*ASSIGNED TASK*
Using the records that follow, copy every line containing the word "SELECT".

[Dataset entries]
*** Block opens ***
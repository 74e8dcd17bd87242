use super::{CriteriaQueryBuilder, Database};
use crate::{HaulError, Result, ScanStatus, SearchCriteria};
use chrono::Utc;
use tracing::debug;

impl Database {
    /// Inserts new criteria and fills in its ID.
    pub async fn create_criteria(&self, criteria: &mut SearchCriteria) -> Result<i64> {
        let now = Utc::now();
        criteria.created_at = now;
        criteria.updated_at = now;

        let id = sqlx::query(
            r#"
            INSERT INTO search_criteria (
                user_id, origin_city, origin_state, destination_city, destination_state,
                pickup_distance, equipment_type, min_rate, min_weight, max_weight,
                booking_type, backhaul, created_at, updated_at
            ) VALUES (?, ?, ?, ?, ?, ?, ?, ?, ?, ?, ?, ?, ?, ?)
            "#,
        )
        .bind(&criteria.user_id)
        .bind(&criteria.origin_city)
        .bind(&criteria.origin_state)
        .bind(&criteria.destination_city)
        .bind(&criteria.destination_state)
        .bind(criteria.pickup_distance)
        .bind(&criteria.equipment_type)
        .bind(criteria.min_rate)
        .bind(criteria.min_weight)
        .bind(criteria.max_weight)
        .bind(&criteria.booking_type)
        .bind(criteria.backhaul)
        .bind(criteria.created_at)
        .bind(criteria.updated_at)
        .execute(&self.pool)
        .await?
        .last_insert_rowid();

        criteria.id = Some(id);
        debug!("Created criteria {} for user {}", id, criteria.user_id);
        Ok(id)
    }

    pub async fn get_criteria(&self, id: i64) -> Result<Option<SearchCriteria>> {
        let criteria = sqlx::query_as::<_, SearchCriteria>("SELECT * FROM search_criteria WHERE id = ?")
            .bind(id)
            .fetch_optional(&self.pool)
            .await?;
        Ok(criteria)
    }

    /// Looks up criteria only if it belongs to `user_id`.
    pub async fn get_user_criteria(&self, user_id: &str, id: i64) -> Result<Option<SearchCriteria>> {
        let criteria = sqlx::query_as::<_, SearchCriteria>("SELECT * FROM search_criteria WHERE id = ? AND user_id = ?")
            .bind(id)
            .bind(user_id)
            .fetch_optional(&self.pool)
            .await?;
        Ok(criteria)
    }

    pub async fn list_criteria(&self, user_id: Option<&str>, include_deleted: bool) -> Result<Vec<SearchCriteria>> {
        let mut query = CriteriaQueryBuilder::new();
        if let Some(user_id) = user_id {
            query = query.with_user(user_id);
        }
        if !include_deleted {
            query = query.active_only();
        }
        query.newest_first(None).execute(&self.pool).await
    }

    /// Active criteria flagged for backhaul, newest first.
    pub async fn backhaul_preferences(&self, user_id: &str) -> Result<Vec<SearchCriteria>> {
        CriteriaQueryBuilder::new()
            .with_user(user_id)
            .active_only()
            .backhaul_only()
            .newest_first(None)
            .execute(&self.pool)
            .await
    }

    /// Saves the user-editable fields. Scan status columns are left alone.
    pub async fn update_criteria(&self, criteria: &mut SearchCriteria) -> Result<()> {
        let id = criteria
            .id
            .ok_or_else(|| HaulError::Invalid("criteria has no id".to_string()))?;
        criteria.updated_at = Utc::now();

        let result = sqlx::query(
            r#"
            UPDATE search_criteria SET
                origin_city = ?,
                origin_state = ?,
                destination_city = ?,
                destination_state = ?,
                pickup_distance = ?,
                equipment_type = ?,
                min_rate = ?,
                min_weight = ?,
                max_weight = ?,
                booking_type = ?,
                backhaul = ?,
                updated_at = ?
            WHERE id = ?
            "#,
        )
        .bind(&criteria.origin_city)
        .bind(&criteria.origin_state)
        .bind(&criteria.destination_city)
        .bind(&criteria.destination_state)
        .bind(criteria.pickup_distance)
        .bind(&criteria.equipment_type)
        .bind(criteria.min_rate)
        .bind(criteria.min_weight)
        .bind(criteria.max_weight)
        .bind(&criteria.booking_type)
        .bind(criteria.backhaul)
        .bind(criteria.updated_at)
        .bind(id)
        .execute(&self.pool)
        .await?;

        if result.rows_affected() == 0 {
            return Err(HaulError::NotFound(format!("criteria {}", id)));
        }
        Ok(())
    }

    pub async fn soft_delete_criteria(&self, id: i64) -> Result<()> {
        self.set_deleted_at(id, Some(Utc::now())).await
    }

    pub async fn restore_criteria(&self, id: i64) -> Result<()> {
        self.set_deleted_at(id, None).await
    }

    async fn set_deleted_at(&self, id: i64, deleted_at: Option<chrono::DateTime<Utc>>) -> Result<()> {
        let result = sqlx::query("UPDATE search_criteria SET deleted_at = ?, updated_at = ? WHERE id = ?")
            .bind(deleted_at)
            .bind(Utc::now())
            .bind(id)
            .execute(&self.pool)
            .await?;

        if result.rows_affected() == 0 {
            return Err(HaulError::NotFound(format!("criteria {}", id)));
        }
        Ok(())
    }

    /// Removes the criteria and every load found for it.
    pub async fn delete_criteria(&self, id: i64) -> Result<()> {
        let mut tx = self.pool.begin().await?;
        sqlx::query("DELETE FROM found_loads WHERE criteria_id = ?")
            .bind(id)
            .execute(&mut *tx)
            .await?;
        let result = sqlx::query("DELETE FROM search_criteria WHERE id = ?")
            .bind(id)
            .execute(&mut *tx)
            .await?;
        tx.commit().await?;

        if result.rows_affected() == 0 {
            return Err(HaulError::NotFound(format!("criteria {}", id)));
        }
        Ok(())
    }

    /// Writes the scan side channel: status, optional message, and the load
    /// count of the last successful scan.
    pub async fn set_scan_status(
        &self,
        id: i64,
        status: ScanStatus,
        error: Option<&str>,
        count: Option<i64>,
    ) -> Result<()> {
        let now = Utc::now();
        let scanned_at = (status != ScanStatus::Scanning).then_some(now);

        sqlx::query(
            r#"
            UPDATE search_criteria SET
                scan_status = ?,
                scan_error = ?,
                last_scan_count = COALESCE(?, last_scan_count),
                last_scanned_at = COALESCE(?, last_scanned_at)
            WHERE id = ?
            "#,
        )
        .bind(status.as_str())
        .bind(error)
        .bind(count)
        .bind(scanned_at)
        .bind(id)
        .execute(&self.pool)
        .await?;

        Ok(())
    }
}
*** Block closes ***
*TASK SOLUTION*
        let criteria = sqlx::query_as::<_, SearchCriteria>("SELECT * FROM search_criteria WHERE id = ?")
        let criteria = sqlx::query_as::<_, SearchCriteria>("SELECT * FROM search_criteria WHERE id = ? AND user_id = ?")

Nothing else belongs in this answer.